For now though, the couple is focused on the clean-up of their dairy operation on Wells Line Road, an area of Sumas Prairie north of Vye Road that is under an evacuation order.
The property is bordered by Saar Creek, which meets with the Sumas River.
The farm has been in Mark’s family for three generations since the late 1960s. He was nine years old when the previous flood hit the area in 1990, but that was not nearly as bad as the current one, he said.
“The Nooksack River came over (in 1990) but the dike that breached this time didn’t breach then. I’m hearing there was three feet more of water this time than last time,” Mark said.
The couple said they never imagined a catastrophe of this magnitude.
When the heavy rain hit on the evening of Sunday, Nov. 14, large puddles began forming on the farm, but they said it was nothing unusual for a downpour.

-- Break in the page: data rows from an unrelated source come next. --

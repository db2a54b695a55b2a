#![no_main]
use libfuzzer_sys::fuzz_target;

fuzz_target!(|data: &[u8]| {
    // Feed arbitrary bytes through the decoder. Err results are expected and
    // fine; what we verify is no panics, no UB, and that every successful
    // decode satisfies the sibling-skip invariant.
    if let Ok((tags, values)) = msgpack_flat::decode(data) {
        assert_eq!(tags.len(), values.len());

        // Every container's sibling-skip must stay in bounds and land on a
        // slot index no earlier than its own.
        for (i, tag) in tags.iter().enumerate() {
            if tag.is_container() {
                let xoff = values[i].xoff() as usize;
                assert!(i + xoff <= tags.len(), "sibling-skip escapes the array");
                assert!(xoff >= 1, "sibling-skip must move forward at least one slot");
            }
        }
    }
});
// Integration tests for the public Tag/Value surface.
//
// Exercises the parts of flat::types reachable without crate-internal
// access: discriminant round-tripping, the container/payload classifiers,
// and the packed xlen/xoff accessors.

use msgpack_flat::{Tag, Value};

#[test]
fn tag_from_u8_round_trips_every_valid_discriminant() {
    let valid = [
        (1u8, Tag::Nil),
        (2, Tag::False),
        (3, Tag::True),
        (4, Tag::LongInt),
        (5, Tag::UlongInt),
        (6, Tag::Float32),
        (7, Tag::Float64),
        (8, Tag::Str),
        (9, Tag::Bin),
        (10, Tag::Ext),
        (11, Tag::Array),
        (12, Tag::Map),
        (20, Tag::CopyCmd),
    ];
    for (byte, tag) in valid {
        assert_eq!(Tag::from_u8(byte), Some(tag));
    }
}

#[test]
fn tag_from_u8_rejects_the_reserved_gap_and_out_of_range_bytes() {
    // 13..=19 is the original source's unused gap between Map and CopyCmd.
    for byte in 13u8..=19 {
        assert_eq!(Tag::from_u8(byte), None);
    }
    assert_eq!(Tag::from_u8(0), None);
    assert_eq!(Tag::from_u8(255), None);
}

#[test]
fn is_container_is_true_only_for_array_and_map() {
    assert!(Tag::Array.is_container());
    assert!(Tag::Map.is_container());
    for tag in [
        Tag::Nil,
        Tag::False,
        Tag::True,
        Tag::LongInt,
        Tag::UlongInt,
        Tag::Float32,
        Tag::Float64,
        Tag::Str,
        Tag::Bin,
        Tag::Ext,
        Tag::CopyCmd,
    ] {
        assert!(!tag.is_container());
    }
}

#[test]
fn has_payload_is_true_only_for_bank_addressing_tags() {
    for tag in [Tag::Str, Tag::Bin, Tag::Ext, Tag::CopyCmd] {
        assert!(tag.has_payload());
    }
    for tag in [Tag::Nil, Tag::False, Tag::True, Tag::LongInt, Tag::Array, Tag::Map] {
        assert!(!tag.has_payload());
    }
}

#[test]
fn value_xlen_xoff_packs_and_unpacks_independently() {
    let v = Value::xlen_xoff(0x1234_5678, 0x9abc_def0);
    assert_eq!(v.xlen(), 0x1234_5678);
    assert_eq!(v.xoff(), 0x9abc_def0);
}

#[test]
fn value_set_xoff_preserves_xlen() {
    let mut v = Value::xlen_xoff(7, 1);
    v.set_xoff(99);
    assert_eq!(v.xlen(), 7);
    assert_eq!(v.xoff(), 99);
}

#[test]
fn value_long_and_ulong_share_bit_pattern_for_non_negative_values() {
    let v = Value::long(42);
    assert_eq!(v.as_long(), 42);
    assert_eq!(v.as_ulong(), 42);
}

#[test]
fn value_double_round_trips_through_bit_pattern() {
    let v = Value::double(std::f64::consts::PI);
    assert_eq!(v.as_double(), std::f64::consts::PI);
}

#[test]
fn value_default_is_unused() {
    assert_eq!(Value::default(), Value::unused());
}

By early morning, Saar Creek was starting to back up and, by 5:30 a.m., their driveway was submerged.
The Schurmanns have about 60 head of young heifers on a property across the street, and the barn there was taking on too much water – to the point where it was up to the headlights of their truck.

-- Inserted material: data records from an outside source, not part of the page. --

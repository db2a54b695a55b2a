//! E2E Test Suite: Error Handling & Edge Cases
//!
//! Verifies that both halves of the codec fail gracefully — returning a
//! proper error value rather than panicking — on every malformed-input and
//! malformed-array condition in the error handling design, and that no
//! partial results leak out on failure.

use msgpack_flat::{decode, decode_into, encode, DecodeError, EncodeError, Tag, Value};

// ═════════════════════════════════════════════════════════════════════════════
// Decoder: malformed input
// ═════════════════════════════════════════════════════════════════════════════

#[test]
fn decode_truncated_container_header_underflows() {
    // array16 opcode with only one of its two length bytes present.
    assert_eq!(decode(&[0xdc, 0x00]), Err(DecodeError::Underflow));
}

#[test]
fn decode_truncated_ext_payload_underflows() {
    // ext8 claims 10 data bytes (+1 subtype) but supplies none.
    assert_eq!(decode(&[0xc7, 0x0a, 0x01]), Err(DecodeError::Underflow));
}

#[test]
fn decode_array_claiming_more_elements_than_present_underflows() {
    // fixarray of 3 but only one element follows.
    assert_eq!(decode(&[0x93, 0x01]), Err(DecodeError::Underflow));
}

#[test]
fn decode_reserved_byte_inside_a_container_is_rejected() {
    assert_eq!(decode(&[0x91, 0xc1]), Err(DecodeError::ReservedByte));
}

#[test]
fn decode_does_not_panic_on_arbitrary_short_inputs() {
    // Sweep every single byte value as a lone input; every one must either
    // decode or fail cleanly, never panic.
    for byte in 0u8..=255 {
        let _ = decode(&[byte]);
    }
}

// ═════════════════════════════════════════════════════════════════════════════
// Encoder: malformed arrays
// ═════════════════════════════════════════════════════════════════════════════

#[test]
fn encode_rejects_mismatched_tag_value_pairs_gracefully() {
    // A Str tag whose xoff addresses past the end of an empty bank: the
    // encoder must clamp rather than panic (copy_payload treats an
    // out-of-range window as empty), so this exercises the defensive path
    // rather than a true error — included here to document the boundary.
    let tags = vec![Tag::Str];
    let values = vec![Value::xlen_xoff(5, 5)];
    let bytes = encode(&tags, &values, &[], &[]).unwrap();
    assert_eq!(bytes[0], 0xa5);
    assert_eq!(bytes.len(), 1); // header only; the payload window was empty
}

// ═════════════════════════════════════════════════════════════════════════════
// No partial results on failure
// ═════════════════════════════════════════════════════════════════════════════

#[test]
fn decode_into_stock_storage_leaves_no_usable_partial_result_on_underflow() {
    use std::mem::MaybeUninit;
    let mut tag_storage = [MaybeUninit::<Tag>::uninit(); 8];
    let mut value_storage = [MaybeUninit::<Value>::uninit(); 8];
    // fixarray of 2 but truncated after the first element.
    let result = decode_into(&[0x92, 0x01], &mut tag_storage, &mut value_storage);
    assert_eq!(result.err(), Some(DecodeError::Underflow));
}

#[test]
fn encode_empty_input_produces_empty_output() {
    let bytes = encode(&[], &[], &[], &[]).unwrap();
    assert!(bytes.is_empty());
}

#[test]
fn decode_error_types_implement_standard_error_traits() {
    let err = decode(&[0xc1]).unwrap_err();
    // Display must not panic, and should describe the failure.
    let message = format!("{err}");
    assert!(!message.is_empty());
    let _: &dyn std::error::Error = &err;
}

#[test]
fn encode_error_types_implement_standard_error_traits() {
    let err = EncodeError::UnknownTag;
    let message = format!("{err}");
    assert!(!message.is_empty());
    let _: &dyn std::error::Error = &err;
}
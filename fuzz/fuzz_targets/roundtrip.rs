#![no_main]
use libfuzzer_sys::fuzz_target;
use msgpack_flat::{decode, encode};

fuzz_target!(|data: &[u8]| {
    // If `data` happens to be well-formed MessagePack, decoding it and
    // re-encoding (using `data` itself as bank1) must reach a fixed point
    // after at most one normalisation pass: encoding the result a second
    // time must reproduce the first encode's bytes exactly.
    let Ok((tags, values)) = decode(data) else {
        return;
    };
    let Ok(first_pass) = encode(&tags, &values, data, &[]) else {
        return;
    };

    let (tags2, values2) = decode(&first_pass).expect("encoder output must itself be valid msgpack");
    assert_eq!(tags, tags2, "tag sequence must be stable after one round-trip");

    let second_pass = encode(&tags2, &values2, &first_pass, &[])
        .expect("re-encoding a just-encoded array must not fail");
    assert_eq!(
        first_pass, second_pass,
        "encoding should reach a fixed point after the first normalisation pass"
    );
});
//! A two-phase codec for MessagePack: a decoder that flattens a nested
//! document into parallel `tags[]`/`values[]` arrays with sibling-skip
//! offsets precomputed on every container header, and an encoder that
//! re-emits MessagePack from such a pair, pulling variable-length payloads
//! out of one of two caller-supplied data banks.
//!
//! Designed to sit between an on-wire byte stream and a higher-level
//! preprocessor that rewrites, reorders, or splices elements without
//! recursing into nested containers — see [`flat::Tag::CopyCmd`] for the
//! splice mechanism. This crate does not itself decide what edits to make;
//! it owns only the flatten/re-emit transform and the buffer policy that
//! lets both run in place on caller-provided scratch memory.

pub mod config;
pub mod flat;
pub mod trace;

#[cfg(feature = "c-abi")]
pub mod abi;

pub use flat::{decode, decode_into, decode_with_capacity, DecodeError};
pub use flat::{encode, encode_into, encode_with_capacity, EncodeError};
pub use flat::{ArrayStorage, Tag, Value};

/// Version of the flattened wire contract this crate produces and consumes.
/// Bump only if the `(tags, values)` array layout itself changes — not on
/// ordinary bug fixes or additions to the safe API surface.
pub const FORMAT_VERSION: u32 = 1;
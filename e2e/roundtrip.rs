//! E2E Test Suite: Round-Trip Laws
//!
//! Decode-then-encode must reproduce byte-identical output for inputs
//! already in MessagePack's minimal wire form, and encode-then-decode must be
//! the identity on `(tags, values)` — both up to the documented integer/float
//! normalisation rules (an oversize uint re-emerges as the shortest signed or
//! unsigned form that still holds its value).

use msgpack_flat::{decode, encode, Tag};

fn assert_decode_then_encode_identity(input: &[u8]) {
    let (tags, values) = decode(input).expect("input is well-formed");
    let bytes = encode(&tags, &values, input, &[]).expect("decoded form re-encodes");
    assert_eq!(bytes, input, "decode-then-encode should be byte-identical for minimal-form input");
}

fn assert_encode_then_decode_identity(tags: &[Tag], values: &[msgpack_flat::Value], bank1: &[u8]) {
    let bytes = encode(tags, values, bank1, &[]).expect("encode succeeds");
    let (decoded_tags, decoded_values) = decode(&bytes).expect("re-decode succeeds");
    assert_eq!(decoded_tags, tags);
    for (a, b) in decoded_values.iter().zip(values.iter()) {
        assert_eq!(a.xlen(), b.xlen());
        // xoff is bank-relative and may legitimately differ across a
        // round-trip through a freshly-encoded byte stream; only xlen (the
        // payload length / element count) is an invariant here.
    }
}

// ═════════════════════════════════════════════════════════════════════════════
// decode-then-encode identity, for a spread of already-minimal inputs
// ═════════════════════════════════════════════════════════════════════════════

#[test]
fn decode_then_encode_nested_containers() {
    // [[1, 2], {"k": true}]
    let input = [0x92, 0x92, 0x01, 0x02, 0x81, 0xa1, b'k', 0xc3];
    assert_decode_then_encode_identity(&input);
}

#[test]
fn decode_then_encode_strings_and_binaries() {
    let mut input = vec![0x92];
    input.push(0xa5);
    input.extend_from_slice(b"hello");
    input.push(0xc4);
    input.push(0x03);
    input.extend_from_slice(&[1, 2, 3]);
    assert_decode_then_encode_identity(&input);
}

#[test]
fn decode_then_encode_floats() {
    let mut input = vec![0x92];
    input.push(0xca);
    input.extend_from_slice(&1.5f32.to_bits().to_be_bytes());
    input.push(0xcb);
    input.extend_from_slice(&2.5f64.to_bits().to_be_bytes());
    assert_decode_then_encode_identity(&input);
}

#[test]
fn decode_then_encode_negative_fixint() {
    assert_decode_then_encode_identity(&[0xff]);
}

#[test]
fn decode_then_encode_array16_header() {
    // array16 with 16 positive fixints (exceeds fixarray's 15-element max).
    let mut input = vec![0xdc, 0x00, 0x10];
    input.extend(std::iter::repeat(0x01).take(16));
    assert_decode_then_encode_identity(&input);
}

// ═════════════════════════════════════════════════════════════════════════════
// uint normalisation: wider wire forms collapse to their shortest equivalent
// ═════════════════════════════════════════════════════════════════════════════

#[test]
fn decode_then_encode_normalizes_oversized_uint8_to_fixint() {
    // uint8 encoding of 1 is not minimal; the codec always picks positive
    // fixint on encode regardless of the tag the decoder assigned.
    let input = [0xcc, 0x01];
    let (tags, values) = decode(&input).unwrap();
    let bytes = encode(&tags, &values, &input, &[]).unwrap();
    assert_eq!(bytes, vec![0x01]);
}

#[test]
fn decode_then_encode_normalizes_uint64_within_int64_range_to_shortest_signed() {
    let input = [0xcf, 0, 0, 0, 0, 0, 0, 0, 42];
    let (tags, values) = decode(&input).unwrap();
    assert_eq!(tags, vec![Tag::LongInt]);
    let bytes = encode(&tags, &values, &input, &[]).unwrap();
    assert_eq!(bytes, vec![42]);
}

// ═════════════════════════════════════════════════════════════════════════════
// encode-then-decode identity on (tags, values)
// ═════════════════════════════════════════════════════════════════════════════

#[test]
fn encode_then_decode_scalars() {
    use msgpack_flat::Value;
    let tags = vec![Tag::LongInt, Tag::Float64, Tag::True, Tag::Nil];
    let values = vec![
        Value::long(-100),
        Value::double(3.25),
        Value::unused(),
        Value::unused(),
    ];
    assert_encode_then_decode_identity(&tags, &values, &[]);
}

#[test]
fn encode_then_decode_string_payload() {
    use msgpack_flat::Value;
    let bank1 = b"round trip me";
    let tags = vec![Tag::Str];
    let values = vec![Value::xlen_xoff(5, 5)]; // last 5 bytes: "ip me"
    assert_encode_then_decode_identity(&tags, &values, bank1);
}

#[test]
fn encode_then_decode_container_header() {
    use msgpack_flat::Value;
    let tags = vec![Tag::Array, Tag::LongInt, Tag::LongInt];
    let values = vec![Value::xlen_xoff(2, 3), Value::long(7), Value::long(8)];
    assert_encode_then_decode_identity(&tags, &values, &[]);
}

They decided to move the animals to another barn that was on higher ground.
“The water went from just trickling into the manure pit to filling the entire pit and being two inches deep. So when we were moving them their hooves were just covered in water,” Heidi said.
But the real panic started on the evening of Tuesday, Nov. 16, when Mayor Henry Braun announced that the Barrowtown Pump Station looked like it might fail and all farmers remaining on Sumas Prairie needed to evacuate.
“That was the worst because we had an employee staying with us; she was freaking out. My wife was nervous. Everybody was nervous,” Mark said.
The Schurmanns couldn’t get out at that point, and they called 911 for the evacuation of their three kids – aged 7, 9 and 11. The kids were taken out Wednesday morning, but Mark and Heidi decided to stay. At that point, the failure of the pump station had not transpired, and the waters on their property were receding.
The herd on their property – about 300 – were able to remain, and the couple continued to run their dairy operation every day. They have since moved the 60 young cattle to a property in Glen Valley.
The flooding destroyed a mobile home on their property, and they have some ongoing barn cleanup to do.
But couple said they are heartened to see the support of the farming community – and others – in supporting one another and helping each other where needed.
“When the city cut off our water, the city didn’t drive around with water trucks making sure our cows had water. That was all industry-related people … driving around with tanks of water, making sure we all had water,” Heidi said.
Now, they are just hoping that the city has prepared well for the next “atmospheric river” systems that are moving in, and that the worst of the flooding is behind.